Sandra Hoibian : « L'IA émotionnelle ne juge pas, ne trahit pas, ne contredit pas »
Sandra Hoibian : l'IA émotionnelle ne juge ni ne trahit

Une nouvelle forme d'intelligence artificielle

Dans un entretien accordé au Monde, Sandra Hoibian, directrice générale du Crédoc (Centre de recherche pour l'étude et l'observation des conditions de vie), revient sur les enjeux de l'intelligence artificielle émotionnelle. Contrairement aux relations humaines, explique-t-elle, cette technologie ne juge pas, ne trahit pas et ne contredit pas. Une caractéristique qui peut sembler attrayante, mais qui soulève des questions fondamentales sur la nature des interactions sociales.

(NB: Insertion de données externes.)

// OpenCL device discovery
use ocl::{Device, Platform};

use crate::lbm::{LbmError, Result};

/// Returns the device with the highest clock frequency times compute units across all platforms,
/// together with the platform it belongs to.
pub fn device_selection() -> Result<(Platform, Device)> {
    let devices = get_devices()?;
    log::info!("{} OpenCL device(s) detected", devices.len());
    let mut best: Option<(u64, Platform, Device)> = None;
    for (platform, device) in devices {
        let value = get_flops(device)?;
        if best.map_or(true, |(b, _, _)| value > b) {
            best = Some((value, platform, device));
        }
    }
    let (_, platform, device) =
        best.ok_or_else(|| LbmError::Device("no OpenCL device available".to_owned()))?;
    log::info!("Using \"{}\"", device.name()?);
    Ok((platform, device))
}

/// Every device of every platform, paired with its platform.
pub fn get_devices() -> Result<Vec<(Platform, Device)>> {
    let mut devices = Vec::new();
    for platform in Platform::list() {
        devices.extend(Device::list_all(platform)?.into_iter().map(|device| (platform, device)));
    }
    Ok(devices)
}

fn get_flops(device: Device) -> Result<u64> {
    let parse = |info: ocl::enums::DeviceInfo| -> Result<u64> {
        device
            .info(info)?
            .to_string()
            .parse()
            .map_err(|e| LbmError::Device(format!("cannot parse device info: {e}")))
    };
    Ok(parse(ocl::enums::DeviceInfo::MaxClockFrequency)? * parse(ocl::enums::DeviceInfo::MaxComputeUnits)?)
}
//! # expr
//!
//! Expression tree used to describe moments, equilibria, collisions and boundary overrides
//! independently of any kernel language.
//!
//! Expressions are grouped into [`Block`]s of ordered assignments. A block can be simplified and
//! common subexpressions can be hoisted into helper assignments before it is lowered.

use std::collections::HashMap;
use std::fmt;
use std::ops::{Add, Div, Mul, Neg, Sub};

/// Block a helper temporary belongs to. Keeps helper names of different blocks apart.
#[derive(Clone, Copy, Debug, PartialEq, Eq, Hash, PartialOrd, Ord, serde::Serialize, serde::Deserialize)]
pub enum Stage {
    Moments,
    Collide,
}

/// Variables an expression can refer to or a block can assign.
#[derive(Clone, Copy, Debug, PartialEq, Eq, Hash, PartialOrd, Ord, serde::Serialize, serde::Deserialize)]
pub enum Symbol {
    /// Population `i` as gathered before collision.
    F(usize),
    /// Population `i` after collision.
    FNext(usize),
    /// Density
    Rho,
    /// Velocity component `k`
    U(usize),
    /// Number of `evolve()` calls so far.
    Time,
    Helper(Stage, usize),
}

impl fmt::Display for Symbol {
    fn fmt(&self, f: &mut fmt::Formatter<'_>) -> fmt::Result {
        match self {
            Symbol::F(i) => write!(f, "f_curr_{i}"),
            Symbol::FNext(i) => write!(f, "f_next_{i}"),
            Symbol::Rho => write!(f, "rho"),
            Symbol::U(k) => write!(f, "u_{k}"),
            Symbol::Time => write!(f, "time"),
            Symbol::Helper(Stage::Moments, n) => write!(f, "m_{n}"),
            Symbol::Helper(Stage::Collide, n) => write!(f, "c_{n}"),
        }
    }
}

#[derive(Clone, Debug, PartialEq, serde::Serialize, serde::Deserialize)]
pub enum Expr {
    Const(f64),
    Sym(Symbol),
    Sum(Vec<Expr>),
    Product(Vec<Expr>),
    Div(Box<Expr>, Box<Expr>),
    Min(Box<Expr>, Box<Expr>),
    Max(Box<Expr>, Box<Expr>),
}

impl Expr {
    pub fn constant(value: f64) -> Expr {
        Expr::Const(value)
    }

    pub fn sym(symbol: Symbol) -> Expr {
        Expr::Sym(symbol)
    }

    pub fn sum<I: IntoIterator<Item = Expr>>(terms: I) -> Expr {
        Expr::Sum(terms.into_iter().collect())
    }

    pub fn product<I: IntoIterator<Item = Expr>>(factors: I) -> Expr {
        Expr::Product(factors.into_iter().collect())
    }

    pub fn min(a: Expr, b: Expr) -> Expr {
        Expr::Min(Box::new(a), Box::new(b))
    }

    pub fn max(a: Expr, b: Expr) -> Expr {
        Expr::Max(Box::new(a), Box::new(b))
    }

    pub fn is_leaf(&self) -> bool {
        matches!(self, Expr::Const(_) | Expr::Sym(_))
    }

    pub fn as_const(&self) -> Option<f64> {
        match self {
            Expr::Const(v) => Some(*v),
            _ => None,
        }
    }

    /// Number of nodes in the tree.
    pub fn size(&self) -> usize {
        1 + self.children().iter().map(|c| c.size()).sum::<usize>()
    }

    pub fn children(&self) -> Vec<&Expr> {
        match self {
            Expr::Const(_) | Expr::Sym(_) => vec![],
            Expr::Sum(v) | Expr::Product(v) => v.iter().collect(),
            Expr::Div(a, b) | Expr::Min(a, b) | Expr::Max(a, b) => vec![a.as_ref(), b.as_ref()],
        }
    }

    /// Rebuilds this node with `f` applied to every direct child.
    pub fn map_children<F: FnMut(&Expr) -> Expr>(&self, mut f: F) -> Expr {
        match self {
            Expr::Const(_) | Expr::Sym(_) => self.clone(),
            Expr::Sum(v) => Expr::Sum(v.iter().map(&mut f).collect()),
            Expr::Product(v) => Expr::Product(v.iter().map(&mut f).collect()),
            Expr::Div(a, b) => Expr::Div(Box::new(f(a.as_ref())), Box::new(f(b.as_ref()))),
            Expr::Min(a, b) => Expr::Min(Box::new(f(a.as_ref())), Box::new(f(b.as_ref()))),
            Expr::Max(a, b) => Expr::Max(Box::new(f(a.as_ref())), Box::new(f(b.as_ref()))),
        }
    }

    /// Calls `f` for every symbol occurrence.
    pub fn visit_symbols<F: FnMut(Symbol)>(&self, f: &mut F) {
        match self {
            Expr::Sym(s) => f(*s),
            _ => {
                for c in self.children() {
                    c.visit_symbols(f);
                }
            }
        }
    }

    /// Replaces every occurrence of a symbol for which `f` returns `Some`.
    pub fn substitute<F: Fn(Symbol) -> Option<Expr>>(&self, f: &F) -> Expr {
        match self {
            Expr::Sym(s) => f(*s).unwrap_or_else(|| self.clone()),
            _ => self.map_children(|c| c.substitute(f)),
        }
    }

    /// Numeric value with symbols resolved by `env`.
    pub fn eval<F: Fn(Symbol) -> f64>(&self, env: &F) -> f64 {
        match self {
            Expr::Const(v) => *v,
            Expr::Sym(s) => env(*s),
            Expr::Sum(v) => v.iter().map(|e| e.eval(env)).sum(),
            Expr::Product(v) => v.iter().map(|e| e.eval(env)).product(),
            Expr::Div(a, b) => a.eval(env) / b.eval(env),
            Expr::Min(a, b) => a.eval(env).min(b.eval(env)),
            Expr::Max(a, b) => a.eval(env).max(b.eval(env)),
        }
    }

    /// Flattens nested sums and products, folds constants and drops neutral elements.
    pub fn simplify(&self) -> Expr {
        match self {
            Expr::Const(_) | Expr::Sym(_) => self.clone(),
            Expr::Sum(terms) => {
                let mut constant = 0.0;
                let mut rest = Vec::new();
                for t in terms.iter().map(|t| t.simplify()) {
                    match t {
                        Expr::Const(v) => constant += v,
                        Expr::Sum(inner) => {
                            for i in inner {
                                match i {
                                    Expr::Const(v) => constant += v,
                                    other => rest.push(other),
                                }
                            }
                        }
                        other => rest.push(other),
                    }
                }
                if constant != 0.0 {
                    rest.push(Expr::Const(constant));
                }
                match rest.len() {
                    0 => Expr::Const(0.0),
                    1 => rest.remove(0),
                    _ => Expr::Sum(rest),
                }
            }
            Expr::Product(factors) => {
                let mut constant = 1.0;
                let mut rest = Vec::new();
                for t in factors.iter().map(|t| t.simplify()) {
                    match t {
                        Expr::Const(v) => constant *= v,
                        Expr::Product(inner) => {
                            for i in inner {
                                match i {
                                    Expr::Const(v) => constant *= v,
                                    other => rest.push(other),
                                }
                            }
                        }
                        other => rest.push(other),
                    }
                }
                if constant == 0.0 {
                    return Expr::Const(0.0);
                }
                if constant != 1.0 {
                    rest.insert(0, Expr::Const(constant));
                }
                match rest.len() {
                    0 => Expr::Const(1.0),
                    1 => rest.remove(0),
                    _ => Expr::Product(rest),
                }
            }
            Expr::Div(a, b) => {
                let (a, b) = (a.simplify(), b.simplify());
                match (a.as_const(), b.as_const()) {
                    (Some(x), Some(y)) => Expr::Const(x / y),
                    (Some(x), _) if x == 0.0 => Expr::Const(0.0),
                    (_, Some(y)) if y == 1.0 => a,
                    _ => Expr::Div(Box::new(a), Box::new(b)),
                }
            }
            Expr::Min(a, b) => {
                let (a, b) = (a.simplify(), b.simplify());
                match (a.as_const(), b.as_const()) {
                    (Some(x), Some(y)) => Expr::Const(x.min(y)),
                    _ => Expr::min(a, b),
                }
            }
            Expr::Max(a, b) => {
                let (a, b) = (a.simplify(), b.simplify());
                match (a.as_const(), b.as_const()) {
                    (Some(x), Some(y)) => Expr::Const(x.max(y)),
                    _ => Expr::max(a, b),
                }
            }
        }
    }
}

impl fmt::Display for Expr {
    fn fmt(&self, f: &mut fmt::Formatter<'_>) -> fmt::Result {
        fn join(f: &mut fmt::Formatter<'_>, items: &[Expr], op: &str) -> fmt::Result {
            write!(f, "(")?;
            for (i, e) in items.iter().enumerate() {
                if i > 0 {
                    write!(f, " {op} ")?;
                }
                write!(f, "{e}")?;
            }
            write!(f, ")")
        }
        match self {
            Expr::Const(v) => write!(f, "{v:?}"),
            Expr::Sym(s) => write!(f, "{s}"),
            Expr::Sum(v) => join(f, v, "+"),
            Expr::Product(v) => join(f, v, "*"),
            Expr::Div(a, b) => write!(f, "({a} / {b})"),
            Expr::Min(a, b) => write!(f, "min({a}, {b})"),
            Expr::Max(a, b) => write!(f, "max({a}, {b})"),
        }
    }
}

impl From<f64> for Expr {
    fn from(v: f64) -> Expr {
        Expr::Const(v)
    }
}

impl From<Symbol> for Expr {
    fn from(s: Symbol) -> Expr {
        Expr::Sym(s)
    }
}

impl Add for Expr {
    type Output = Expr;
    fn add(self, rhs: Expr) -> Expr {
        Expr::Sum(vec![self, rhs])
    }
}

impl Sub for Expr {
    type Output = Expr;
    fn sub(self, rhs: Expr) -> Expr {
        Expr::Sum(vec![self, -rhs])
    }
}

impl Mul for Expr {
    type Output = Expr;
    fn mul(self, rhs: Expr) -> Expr {
        Expr::Product(vec![self, rhs])
    }
}

impl Div for Expr {
    type Output = Expr;
    fn div(self, rhs: Expr) -> Expr {
        Expr::Div(Box::new(self), Box::new(rhs))
    }
}

impl Neg for Expr {
    type Output = Expr;
    fn neg(self) -> Expr {
        Expr::Product(vec![Expr::Const(-1.0), self])
    }
}

#[derive(Clone, Debug, PartialEq, serde::Serialize, serde::Deserialize)]
pub struct Assignment {
    pub target: Symbol,
    pub value: Expr,
}

impl Assignment {
    pub fn new(target: Symbol, value: Expr) -> Assignment {
        Assignment { target, value }
    }
}

/// Ordered list of assignments. Helper temporaries are interleaved right before their first use.
#[derive(Clone, Debug, PartialEq)]
pub struct Block {
    statements: Vec<Assignment>,
}

impl Block {
    pub fn new(statements: Vec<Assignment>) -> Block {
        Block { statements }
    }

    pub fn statements(&self) -> &[Assignment] {
        &self.statements
    }

    /// Assignments to non-helper symbols.
    pub fn outputs(&self) -> impl Iterator<Item = &Assignment> {
        self.statements
            .iter()
            .filter(|a| !matches!(a.target, Symbol::Helper(..)))
    }

    pub fn helper_count(&self) -> usize {
        self.statements.len() - self.outputs().count()
    }

    /// Total node count of all right-hand sides.
    pub fn size(&self) -> usize {
        self.statements.iter().map(|a| a.value.size()).sum()
    }

    pub fn simplify(&self) -> Block {
        Block::new(
            self.statements
                .iter()
                .map(|a| Assignment::new(a.target, a.value.simplify()))
                .collect(),
        )
    }

    /// Hoists every compound subexpression that occurs more than once into a helper assignment.
    pub fn cse(&self, stage: Stage) -> Block {
        let mut counts: HashMap<String, usize> = HashMap::new();
        for a in &self.statements {
            count_subtrees(&a.value, &mut counts);
        }

        let mut table: HashMap<String, Symbol> = HashMap::new();
        let mut statements = Vec::new();
        for a in &self.statements {
            let value = hoist(&a.value, &counts, &mut table, &mut statements, stage);
            statements.push(Assignment::new(a.target, value));
        }
        Block { statements }
    }
}

fn count_subtrees(expr: &Expr, counts: &mut HashMap<String, usize>) {
    if expr.is_leaf() {
        return;
    }
    let seen = counts.entry(expr.to_string()).or_insert(0);
    *seen += 1;
    // children of a repeated subtree were counted on its first occurrence
    if *seen == 1 {
        for c in expr.children() {
            count_subtrees(c, counts);
        }
    }
}

fn hoist(
    expr: &Expr,
    counts: &HashMap<String, usize>,
    table: &mut HashMap<String, Symbol>,
    statements: &mut Vec<Assignment>,
    stage: Stage,
) -> Expr {
    if expr.is_leaf() {
        return expr.clone();
    }
    let key = expr.to_string();
    if let Some(s) = table.get(&key) {
        return Expr::Sym(*s);
    }
    let rebuilt = expr.map_children(|c| hoist(c, counts, table, statements, stage));
    if counts.get(&key).copied().unwrap_or(0) > 1 {
        let symbol = Symbol::Helper(stage, table.len());
        statements.push(Assignment::new(symbol, rebuilt));
        table.insert(key, symbol);
        Expr::Sym(symbol)
    } else {
        rebuilt
    }
}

Les promesses de l'IA émotionnelle

L'IA émotionnelle, capable de reconnaître et de simuler des émotions, est de plus en plus utilisée dans les secteurs du service client, de la santé mentale ou encore de l'éducation. Selon Sandra Hoibian, elle offre un espace sans jugement où les utilisateurs peuvent s'exprimer librement. « Elle ne porte pas de regard moralisateur, elle ne vous trahit pas et ne vous contredit pas », souligne-t-elle. Cette neutralité perçue peut favoriser la confidence et le partage d'émotions difficiles.

Les risques pour les relations humaines

Cependant, la directrice générale du Crédoc met en garde contre une dépendance excessive à ces outils. « Si l'on s'habitue à interagir avec une machine qui ne nous contredit jamais, on peut perdre l'habitude de gérer les conflits et les désaccords », explique-t-elle. Les relations humaines sont par essence imparfaites, marquées par des tensions et des réajustements constants. L'IA émotionnelle, en offrant une interaction lisse et sans friction, pourrait fragiliser notre capacité à naviguer dans la complexité des rapports sociaux.

Bannière large Pickt — app de listes de courses collaboratives pour Telegram

Un besoin de régulation

Sandra Hoibian appelle à une réflexion collective sur l'encadrement de ces technologies. Elle insiste sur la nécessité de préserver des espaces d'échange authentiquement humains, où l'erreur et la contradiction sont possibles. « Il ne s'agit pas de diaboliser l'IA, mais de comprendre ses limites et de ne pas lui déléguer ce qui fait l'essence de notre humanité », conclut-elle.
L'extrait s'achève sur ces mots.